### Exercise goal
Whenever a line below includes the string "None", show it.

### Available records

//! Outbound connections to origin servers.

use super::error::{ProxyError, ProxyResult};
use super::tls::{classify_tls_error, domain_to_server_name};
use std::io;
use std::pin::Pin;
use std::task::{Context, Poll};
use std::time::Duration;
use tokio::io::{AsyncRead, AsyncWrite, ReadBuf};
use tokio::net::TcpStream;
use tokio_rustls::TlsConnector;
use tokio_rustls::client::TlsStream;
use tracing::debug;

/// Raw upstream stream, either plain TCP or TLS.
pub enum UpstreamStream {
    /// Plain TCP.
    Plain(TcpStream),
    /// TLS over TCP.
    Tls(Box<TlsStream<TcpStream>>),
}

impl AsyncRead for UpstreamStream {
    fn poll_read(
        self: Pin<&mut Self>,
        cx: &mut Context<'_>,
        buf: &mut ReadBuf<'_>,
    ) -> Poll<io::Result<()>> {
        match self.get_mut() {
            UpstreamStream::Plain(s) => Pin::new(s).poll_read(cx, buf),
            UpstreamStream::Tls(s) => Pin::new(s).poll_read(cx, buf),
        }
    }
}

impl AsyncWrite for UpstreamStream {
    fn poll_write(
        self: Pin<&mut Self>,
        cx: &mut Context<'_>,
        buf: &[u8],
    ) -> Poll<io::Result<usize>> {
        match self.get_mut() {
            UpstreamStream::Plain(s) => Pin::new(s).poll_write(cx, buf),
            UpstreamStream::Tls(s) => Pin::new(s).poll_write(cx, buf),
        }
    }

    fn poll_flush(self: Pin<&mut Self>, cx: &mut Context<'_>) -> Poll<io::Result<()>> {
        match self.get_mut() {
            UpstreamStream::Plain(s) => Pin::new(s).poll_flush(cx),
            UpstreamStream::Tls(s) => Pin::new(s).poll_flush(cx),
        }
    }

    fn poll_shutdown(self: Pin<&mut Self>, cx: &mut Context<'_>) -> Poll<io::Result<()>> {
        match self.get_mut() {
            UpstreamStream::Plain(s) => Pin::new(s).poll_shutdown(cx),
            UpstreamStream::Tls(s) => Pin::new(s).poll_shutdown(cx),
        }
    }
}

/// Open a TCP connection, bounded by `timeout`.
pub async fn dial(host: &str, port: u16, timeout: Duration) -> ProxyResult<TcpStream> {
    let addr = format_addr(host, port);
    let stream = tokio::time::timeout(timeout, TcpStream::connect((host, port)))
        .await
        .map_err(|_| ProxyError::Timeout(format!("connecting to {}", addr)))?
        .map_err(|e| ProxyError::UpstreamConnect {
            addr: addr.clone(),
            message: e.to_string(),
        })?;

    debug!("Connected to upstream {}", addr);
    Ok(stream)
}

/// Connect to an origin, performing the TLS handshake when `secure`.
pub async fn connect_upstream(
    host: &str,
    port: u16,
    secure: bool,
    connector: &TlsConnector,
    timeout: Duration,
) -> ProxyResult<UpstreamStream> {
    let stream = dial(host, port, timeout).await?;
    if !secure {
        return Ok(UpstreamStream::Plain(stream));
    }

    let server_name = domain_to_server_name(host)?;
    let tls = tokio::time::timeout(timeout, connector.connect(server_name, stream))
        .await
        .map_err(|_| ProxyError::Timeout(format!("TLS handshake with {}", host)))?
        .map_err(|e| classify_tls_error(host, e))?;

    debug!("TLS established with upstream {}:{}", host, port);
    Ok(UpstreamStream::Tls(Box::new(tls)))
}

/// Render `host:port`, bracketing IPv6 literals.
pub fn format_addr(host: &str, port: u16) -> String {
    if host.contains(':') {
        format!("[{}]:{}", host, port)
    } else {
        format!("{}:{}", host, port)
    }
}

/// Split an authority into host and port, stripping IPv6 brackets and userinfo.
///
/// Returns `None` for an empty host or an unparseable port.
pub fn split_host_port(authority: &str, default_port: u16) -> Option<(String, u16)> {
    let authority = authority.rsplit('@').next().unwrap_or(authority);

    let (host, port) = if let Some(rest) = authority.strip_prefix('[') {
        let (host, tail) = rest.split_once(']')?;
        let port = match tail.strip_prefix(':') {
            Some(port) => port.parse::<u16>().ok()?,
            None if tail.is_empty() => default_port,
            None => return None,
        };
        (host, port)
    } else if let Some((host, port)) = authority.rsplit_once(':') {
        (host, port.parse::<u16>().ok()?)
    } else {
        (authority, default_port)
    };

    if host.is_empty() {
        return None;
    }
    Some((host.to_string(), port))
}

==

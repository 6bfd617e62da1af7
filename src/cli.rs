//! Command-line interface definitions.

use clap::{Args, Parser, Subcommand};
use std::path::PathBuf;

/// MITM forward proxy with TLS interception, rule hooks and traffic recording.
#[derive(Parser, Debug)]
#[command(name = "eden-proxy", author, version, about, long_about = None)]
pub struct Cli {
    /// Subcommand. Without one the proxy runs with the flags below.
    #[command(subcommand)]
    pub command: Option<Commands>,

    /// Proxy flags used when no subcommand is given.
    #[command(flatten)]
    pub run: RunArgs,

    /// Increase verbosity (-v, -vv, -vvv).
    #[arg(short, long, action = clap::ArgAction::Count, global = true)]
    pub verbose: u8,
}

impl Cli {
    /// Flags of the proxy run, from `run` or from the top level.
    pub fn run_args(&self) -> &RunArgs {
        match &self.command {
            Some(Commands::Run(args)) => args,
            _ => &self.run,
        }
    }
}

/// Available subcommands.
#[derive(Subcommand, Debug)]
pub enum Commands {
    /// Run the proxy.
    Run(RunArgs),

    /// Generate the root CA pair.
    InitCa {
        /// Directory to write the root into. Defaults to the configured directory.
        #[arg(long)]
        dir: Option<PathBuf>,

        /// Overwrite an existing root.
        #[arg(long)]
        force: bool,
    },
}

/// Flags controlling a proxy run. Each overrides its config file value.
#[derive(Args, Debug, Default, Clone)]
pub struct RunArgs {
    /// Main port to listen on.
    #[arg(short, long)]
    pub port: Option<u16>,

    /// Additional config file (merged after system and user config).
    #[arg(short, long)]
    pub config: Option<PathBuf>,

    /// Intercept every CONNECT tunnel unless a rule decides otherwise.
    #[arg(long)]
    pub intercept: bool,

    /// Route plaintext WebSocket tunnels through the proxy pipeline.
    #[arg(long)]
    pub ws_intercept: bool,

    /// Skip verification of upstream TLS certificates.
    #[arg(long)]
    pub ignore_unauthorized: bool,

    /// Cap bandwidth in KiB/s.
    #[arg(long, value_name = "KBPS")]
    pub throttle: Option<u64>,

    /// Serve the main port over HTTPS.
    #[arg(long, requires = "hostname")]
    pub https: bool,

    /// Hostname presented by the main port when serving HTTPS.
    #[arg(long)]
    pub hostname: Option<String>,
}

### Task solution
/// Returns `None` for an empty host or an unparseable port.
            None if tail.is_empty() => default_port,
            None => return None,
        return None;
#[command(name = "eden-proxy", author, version, about, long_about = None)]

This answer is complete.